BooksManager API application
- Rails 6.1.0 (latest stable version)
- Ruby 3.0.0 (latest stable version)
- Docker and Docker Composer [recommended]
When not running with Docker:
- PostgreSQL 11 or newer
git clone git@github.com:diegocharles/books-manager-api.git
cd books-manager-api
docker-composer up
- wait ....
docker-composer exec web bundle exec rails db:schema:load
docker-composer exec web bundle exec rails db:migrate
docker-composer exec web bundle exec rails db:seed
Finally, you can view it into your browser: https://localhost:3001
- You can access the container shell by:
docker-composer exec web bash
- You can access the Rails Console via shell as demonstrated above or:
docker-composer exec web bundle exec rails c
- To run the Specs:
docker-composer exec web rspec
In case of troubles Just ping Diego Charles via email: diegocharles@me.com
- Database Secrets
DATABASE_NAME: ''
DATABASE_ADAPTER: ''
DATABASE_ENCODING: ''
DATABASE_POOL: ''
DATABASE_USERNAME: ''
DATABASE_PASSWORD: ''
- Application Secrets
SECRET_KEY_BASE: ''
rails db:create
rails db:migrate
rails db:migrate RAILS_ENV=test
rails db:seed
- Use Rails 6 standards - RuboCop will enforce standards
- Rails Best Practices will enforce code quality
- Master should always be deployable and stable
- For each feature, task, or bug:
- Branch from Master
- Name your branch username/kind/feature-name
- Commits:
- At minimum a commit should be done at the end of every working day even if not finished.
- Commits should contain a comment that explains what was done.

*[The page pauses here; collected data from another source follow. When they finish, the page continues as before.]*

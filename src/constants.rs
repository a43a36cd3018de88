//! Application-wide constants
//!
//! This module contains all constant values used throughout the application.
//! Constants are grouped by their purpose for better organization.

// =============================================================================
// SERVER DEFAULTS
// =============================================================================

/// Default listen address for the realtime gateway
pub const DEFAULT_LISTEN_ADDR: &str = "0.0.0.0:8080";

/// Default maximum database connections in the pool
pub const DEFAULT_DATABASE_MAX_CONNECTIONS: u32 = 20;

/// Default session staleness bound in minutes
pub const DEFAULT_SESSION_TIMEOUT_MINUTES: i64 = 120;

// =============================================================================
// SANDBOX DEFAULTS
// =============================================================================

/// Default compile timeout in seconds (independent of per-test wall limits)
pub const DEFAULT_COMPILE_TIMEOUT_SECS: u64 = 30;

/// Default per-test time limit in milliseconds
pub const DEFAULT_TIME_LIMIT_MS: u64 = 2_000;

/// Default per-test memory limit in megabytes
pub const DEFAULT_MEMORY_LIMIT_MB: u64 = 256;

/// Default cap on captured stdout in bytes
pub const DEFAULT_STDOUT_CAP_BYTES: u64 = 10 * 1024 * 1024;

/// Maximum concurrent sandbox invocations per process
pub const DEFAULT_SANDBOX_CONCURRENCY: usize = 8;

/// Interval between /proc samples while a child runs, in milliseconds
pub const PROC_SAMPLE_INTERVAL_MS: u64 = 50;

// =============================================================================
// QUEUE DEFAULTS
// =============================================================================

/// Maximum judging attempts before a job is dead-lettered
pub const DEFAULT_MAX_ATTEMPTS: u32 = 3;

/// Base retry backoff in milliseconds (doubles per attempt)
pub const RETRY_BACKOFF_BASE_MS: u64 = 2_000;

/// Jobs unchanged in the active set longer than this are considered stalled
pub const STALLED_JOB_SECS: i64 = 300;

/// Workers silent longer than this are replaced
pub const WORKER_HEARTBEAT_TIMEOUT_SECS: i64 = 120;

/// Lower bound on the worker pool size
pub const MIN_WORKERS: usize = 2;

/// Upper bound on the worker pool size
pub const MAX_WORKERS: usize = 8;

/// Rolling metrics window in seconds
pub const METRICS_WINDOW_SECS: i64 = 3_600;

// =============================================================================
// PRIORITY FUNCTION
// =============================================================================

/// Maximum recency bonus, decaying linearly over the first hour
pub const PRIORITY_RECENCY_MAX: i64 = 100;

/// Bonus applied when the contest ends within `PRIORITY_URGENCY_WINDOW_MINS`
pub const PRIORITY_URGENCY_BONUS: i64 = 50;

/// Contest-urgency window in minutes
pub const PRIORITY_URGENCY_WINDOW_MINS: i64 = 30;

/// Base of the team-fairness bonus: max(0, base - step * recent_submissions)
pub const PRIORITY_FAIRNESS_BASE: i64 = 25;

/// Per-recent-submission fairness step
pub const PRIORITY_FAIRNESS_STEP: i64 = 5;

/// Admin override bonus
pub const PRIORITY_ADMIN_BONUS: i64 = 1_000;

/// Throughput bump for compiled languages
pub const PRIORITY_COMPILED_BONUS: i64 = 5;

// =============================================================================
// CONTEST LIFECYCLE
// =============================================================================

/// Lifecycle tick period in seconds
pub const LIFECYCLE_TICK_SECS: u64 = 60;

/// Grace period after scheduled contest end for in-flight submissions
pub const DEFAULT_GRACE_PERIOD_SECS: u64 = 30;

/// Poll interval while draining pending submissions during the grace period
pub const GRACE_POLL_SECS: u64 = 5;

/// Coalescing window for leaderboard broadcasts in seconds
pub const LEADERBOARD_FLUSH_SECS: u64 = 5;

/// Penalty minutes per wrong attempt before the first accept (ICPC)
pub const ICPC_PENALTY_MINUTES: i64 = 20;

// =============================================================================
// REDIS KEYS
// =============================================================================

/// Key names used by the judge queue
pub mod queue_keys {
    /// Sorted set of waiting jobs (score encodes priority, member carries
    /// the FIFO sequence)
    pub const WAITING: &str = "judge:waiting";
    /// Hash of active jobs: submission id -> claim metadata JSON
    pub const ACTIVE: &str = "judge:active";
    /// Sorted set of delayed retries scored by ready-at epoch millis
    pub const DELAYED: &str = "judge:delayed";
    /// List of dead-lettered job payloads
    pub const DEAD: &str = "judge:dead";
    /// Hash of job payloads keyed by submission id
    pub const JOBS: &str = "judge:jobs";
    /// Hash mapping submission id -> waiting-set member
    pub const MEMBERS: &str = "judge:members";
    /// Monotonic sequence counter for FIFO ordering
    pub const SEQ: &str = "judge:seq";
    /// Pause flag
    pub const PAUSED: &str = "judge:paused";
}

// =============================================================================
// VALIDATION
// =============================================================================

/// Maximum source code size in bytes (1 MB)
pub const MAX_SOURCE_CODE_SIZE: usize = 1024 * 1024;

/// Relative/absolute tolerance for opt-in floating point comparison
pub const FLOAT_COMPARE_TOLERANCE: f64 = 1e-6;
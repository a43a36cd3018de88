//! Queue priority function
//!
//! Higher runs first. The priority is a deterministic nonnegative integer
//! combining recency, contest urgency, team fairness, an admin override and
//! a small throughput bias toward compiled languages.

use crate::constants::{
    PRIORITY_ADMIN_BONUS, PRIORITY_COMPILED_BONUS, PRIORITY_FAIRNESS_BASE,
    PRIORITY_FAIRNESS_STEP, PRIORITY_RECENCY_MAX, PRIORITY_URGENCY_BONUS,
    PRIORITY_URGENCY_WINDOW_MINS,
};
use crate::models::Language;

/// Inputs to the priority function
#[derive(Debug, Clone, Copy)]
pub struct PriorityInputs {
    /// Minutes since the submission was received
    pub age_minutes: i64,
    /// Minutes until the contest's scheduled end, if known
    pub contest_minutes_remaining: Option<i64>,
    /// The team's submissions in the recent window
    pub team_recent_submissions: i64,
    /// Admin re-judge / priority flag
    pub admin_override: bool,
    pub language: Language,
}

/// Compute the queue priority for a submission
pub fn compute_priority(inputs: &PriorityInputs) -> i64 {
    let mut priority: i64 = 0;

    // Recency: +100 fresh, linearly down to 0 after an hour
    let age = inputs.age_minutes.clamp(0, 60);
    priority += PRIORITY_RECENCY_MAX * (60 - age) / 60;

    // Contest urgency: the final stretch judges first
    if let Some(remaining) = inputs.contest_minutes_remaining {
        if (0..=PRIORITY_URGENCY_WINDOW_MINS).contains(&remaining) {
            priority += PRIORITY_URGENCY_BONUS;
        }
    }

    // Team fairness: spamming teams decay toward zero bonus
    priority += (PRIORITY_FAIRNESS_BASE
        - PRIORITY_FAIRNESS_STEP * inputs.team_recent_submissions)
        .max(0);

    if inputs.admin_override {
        priority += PRIORITY_ADMIN_BONUS;
    }

    if inputs.language.is_compiled() {
        priority += PRIORITY_COMPILED_BONUS;
    }

    priority.max(0)
}

#[cfg(test)]
mod tests {
    use super::*;

    fn base() -> PriorityInputs {
        PriorityInputs {
            age_minutes: 0,
            contest_minutes_remaining: Some(120),
            team_recent_submissions: 0,
            admin_override: false,
            language: Language::Python,
        }
    }

    #[test]
    fn test_deterministic() {
        let inputs = base();
        assert_eq!(compute_priority(&inputs), compute_priority(&inputs));
    }

    #[test]
    fn test_recency_decays_linearly() {
        let fresh = compute_priority(&base());
        let half = compute_priority(&PriorityInputs {
            age_minutes: 30,
            ..base()
        });
        let stale = compute_priority(&PriorityInputs {
            age_minutes: 90,
            ..base()
        });

        assert_eq!(fresh - half, 50);
        assert_eq!(fresh - stale, 100);
    }

    #[test]
    fn test_contest_urgency_window() {
        let urgent = compute_priority(&PriorityInputs {
            contest_minutes_remaining: Some(15),
            ..base()
        });
        let calm = compute_priority(&PriorityInputs {
            contest_minutes_remaining: Some(45),
            ..base()
        });
        assert_eq!(urgent - calm, PRIORITY_URGENCY_BONUS);

        // An already-ended contest gets no urgency bonus
        let over = compute_priority(&PriorityInputs {
            contest_minutes_remaining: Some(-5),
            ..base()
        });
        assert_eq!(over, calm);
    }

    #[test]
    fn test_fairness_floors_at_zero() {
        let quiet = compute_priority(&PriorityInputs {
            team_recent_submissions: 0,
            ..base()
        });
        let busy = compute_priority(&PriorityInputs {
            team_recent_submissions: 3,
            ..base()
        });
        let spammy = compute_priority(&PriorityInputs {
            team_recent_submissions: 50,
            ..base()
        });

        assert_eq!(quiet - busy, 15);
        assert_eq!(quiet - spammy, PRIORITY_FAIRNESS_BASE);
    }

    #[test]
    fn test_admin_override_dominates() {
        // Two submissions at the same instant, equal base priority: the
        // flagged one must sort first
        let plain = compute_priority(&base());
        let flagged = compute_priority(&PriorityInputs {
            admin_override: true,
            ..base()
        });

        assert_eq!(flagged - plain, PRIORITY_ADMIN_BONUS);
        assert!(flagged > plain);
    }

    #[test]
    fn test_compiled_language_bias() {
        let py = compute_priority(&base());
        let cpp = compute_priority(&PriorityInputs {
            language: Language::Cpp,
            ..base()
        });
        assert_eq!(cpp - py, PRIORITY_COMPILED_BONUS);
    }
}
//! Application state management
//!
//! The long-lived services are composed once at startup and shared with
//! the gateway handlers through this state value.

use std::sync::Arc;

use sqlx::PgPool;

use crate::config::Config;
use crate::events::{EventBus, TokenVerifier};
use crate::leaderboard::LeaderboardController;
use crate::lifecycle::ContestScheduler;
use crate::queue::{JudgeQueue, QueueMetrics};

/// Shared application state
#[derive(Clone)]
pub struct AppState {
    inner: Arc<AppStateInner>,
}

struct AppStateInner {
    db: PgPool,
    config: Config,
    queue: JudgeQueue,
    bus: Arc<EventBus>,
    metrics: Arc<QueueMetrics>,
    leaderboard: Arc<LeaderboardController>,
    scheduler: Arc<ContestScheduler>,
    verifier: TokenVerifier,
    initial_workers: usize,
}

impl AppState {
    #[allow(clippy::too_many_arguments)]
    pub fn new(
        db: PgPool,
        config: Config,
        queue: JudgeQueue,
        bus: Arc<EventBus>,
        metrics: Arc<QueueMetrics>,
        leaderboard: Arc<LeaderboardController>,
        scheduler: Arc<ContestScheduler>,
        verifier: TokenVerifier,
        initial_workers: usize,
    ) -> Self {
        Self {
            inner: Arc::new(AppStateInner {
                db,
                config,
                queue,
                bus,
                metrics,
                leaderboard,
                scheduler,
                verifier,
                initial_workers,
            }),
        }
    }

    pub fn db(&self) -> &PgPool {
        &self.inner.db
    }

    pub fn config(&self) -> &Config {
        &self.inner.config
    }

    pub fn queue(&self) -> &JudgeQueue {
        &self.inner.queue
    }

    pub fn bus(&self) -> &Arc<EventBus> {
        &self.inner.bus
    }

    pub fn metrics(&self) -> &QueueMetrics {
        &self.inner.metrics
    }

    pub fn leaderboard(&self) -> &LeaderboardController {
        &self.inner.leaderboard
    }

    pub fn scheduler(&self) -> &ContestScheduler {
        &self.inner.scheduler
    }

    pub fn verifier(&self) -> &TokenVerifier {
        &self.inner.verifier
    }

    pub fn initial_workers(&self) -> usize {
        self.inner.initial_workers
    }
}
//! Durable priority queue and worker pool for judging jobs

pub mod metrics;
pub mod priority;
pub mod queue;
pub mod worker;

pub use metrics::{MetricsSnapshot, QueueMetrics};
pub use priority::{compute_priority, PriorityInputs};
pub use queue::{JudgeQueue, QueueJob, QueuePosition};
pub use worker::WorkerPool;
//! Scoring and leaderboard models

use chrono::{DateTime, Utc};
use serde::{Deserialize, Serialize};
use sqlx::FromRow;
use uuid::Uuid;

/// Per (contest, team, problem) score row
#[derive(Debug, Clone, FromRow, Serialize, Deserialize)]
pub struct TeamScore {
    pub contest_id: Uuid,
    pub team_id: Uuid,
    pub problem_id: Uuid,
    pub solved: bool,
    /// Attempts up to and including the first accept; compilation errors
    /// never count
    pub attempts: i32,
    /// Minutes from contest start, inclusive of wrong-attempt penalty
    pub solve_time: Option<i32>,
    /// Wrong-attempt penalty minutes alone
    pub penalty: i32,
    pub first_solve: bool,
    pub updated_at: DateTime<Utc>,
}

/// Per (contest, team) aggregate row
#[derive(Debug, Clone, FromRow, Serialize, Deserialize)]
pub struct ContestResult {
    pub contest_id: Uuid,
    pub team_id: Uuid,
    pub team_name: String,
    pub problems_solved: i32,
    /// ICPC: sum of per-problem solve times (penalty inclusive)
    pub penalty_time: i32,
    /// Hackathon: sum of best per-problem points
    pub total_points: f64,
    pub rank: i32,
    pub last_submission_time: Option<DateTime<Utc>>,
    pub updated_at: DateTime<Utc>,
}

/// Frozen leaderboard snapshot, captured at the freeze instant
#[derive(Debug, Clone, FromRow, Serialize, Deserialize)]
pub struct FrozenLeaderboard {
    pub contest_id: Uuid,
    /// Ranked rows as captured at freeze time
    pub snapshot: serde_json::Value,
    pub frozen_at: DateTime<Utc>,
}

/// One display row of a leaderboard
#[derive(Debug, Clone, Serialize, Deserialize)]
pub struct LeaderboardRow {
    pub rank: i32,
    pub team_id: Uuid,
    pub team_name: String,
    pub problems_solved: i32,
    pub penalty_time: i32,
    pub total_points: f64,
    pub last_submission_time: Option<DateTime<Utc>>,
}

impl From<&ContestResult> for LeaderboardRow {
    fn from(r: &ContestResult) -> Self {
        Self {
            rank: r.rank,
            team_id: r.team_id,
            team_name: r.team_name.clone(),
            problems_solved: r.problems_solved,
            penalty_time: r.penalty_time,
            total_points: r.total_points,
            last_submission_time: r.last_submission_time,
        }
    }
}

/// A display leaderboard, either live or a frozen snapshot
#[derive(Debug, Clone, Serialize, Deserialize)]
pub struct Leaderboard {
    pub contest_id: Uuid,
    pub rows: Vec<LeaderboardRow>,
    pub is_frozen: bool,
    pub frozen_at: Option<DateTime<Utc>>,
    pub generated_at: DateTime<Utc>,
}

impl Leaderboard {
    /// Build a live leaderboard from ranked contest results
    pub fn live(contest_id: Uuid, results: &[ContestResult]) -> Self {
        Self {
            contest_id,
            rows: results.iter().map(LeaderboardRow::from).collect(),
            is_frozen: false,
            frozen_at: None,
            generated_at: Utc::now(),
        }
    }

    /// Rehydrate a frozen snapshot
    pub fn from_snapshot(frozen: &FrozenLeaderboard) -> Self {
        let rows: Vec<LeaderboardRow> =
            serde_json::from_value(frozen.snapshot.clone()).unwrap_or_default();
        Self {
            contest_id: frozen.contest_id,
            rows,
            is_frozen: true,
            frozen_at: Some(frozen.frozen_at),
            generated_at: Utc::now(),
        }
    }
}

#[cfg(test)]
mod tests {
    use super::*;

    fn result(team_name: &str, solved: i32, rank: i32) -> ContestResult {
        ContestResult {
            contest_id: Uuid::nil(),
            team_id: Uuid::new_v4(),
            team_name: team_name.to_string(),
            problems_solved: solved,
            penalty_time: 40,
            total_points: 0.0,
            rank,
            last_submission_time: Some(Utc::now()),
            updated_at: Utc::now(),
        }
    }

    #[test]
    fn test_snapshot_survives_later_score_changes() {
        // A snapshot captured at freeze time still shows the old standings
        // after the real rows move on
        let contest_id = Uuid::new_v4();
        let at_freeze = vec![result("gamma", 2, 3)];

        let frozen = FrozenLeaderboard {
            contest_id,
            snapshot: serde_json::to_value(
                Leaderboard::live(contest_id, &at_freeze).rows,
            )
            .unwrap(),
            frozen_at: Utc::now(),
        };

        // The real rows update during the freeze window
        let live_now = vec![result("gamma", 3, 1)];
        let display = Leaderboard::from_snapshot(&frozen);
        let real = Leaderboard::live(contest_id, &live_now);

        assert!(display.is_frozen);
        assert_eq!(display.rows[0].problems_solved, 2);
        assert_eq!(display.rows[0].rank, 3);

        assert!(!real.is_frozen);
        assert_eq!(real.rows[0].problems_solved, 3);
    }

    #[test]
    fn test_malformed_snapshot_degrades_to_empty() {
        let frozen = FrozenLeaderboard {
            contest_id: Uuid::new_v4(),
            snapshot: serde_json::json!("not rows"),
            frozen_at: Utc::now(),
        };
        assert!(Leaderboard::from_snapshot(&frozen).rows.is_empty());
    }
}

- Each ticket should have a corresponding branch that is prefixed with the authors name and has the story name.
- Examples:
- If Vik worked on feature, "User Login", I would have a branch "vik/features/feature-user-login,
- If Anil worked on bug, "User Login Bug", it would be "anil/bug/bug-user-login".
- When a feature or bug is ready to merge you will make sure your branch is up to date with master, and then issue a pull request on Github.
- Make sure all your code is commited for your branch
- Change to master and do a git pull
- Switch back to your branch and "git rebase master -i"
- Squash all your WIP commits and make the feature a single commit.
- Push your branch to Github
- Create a pull request for your branch
- You should not merge your own pull requests into master unless it's an emergency.
- Another team member should review the pull request and do the merge if everything looks good.
- Code must be tested using RSpec.
- Code will be checked with RuboCop.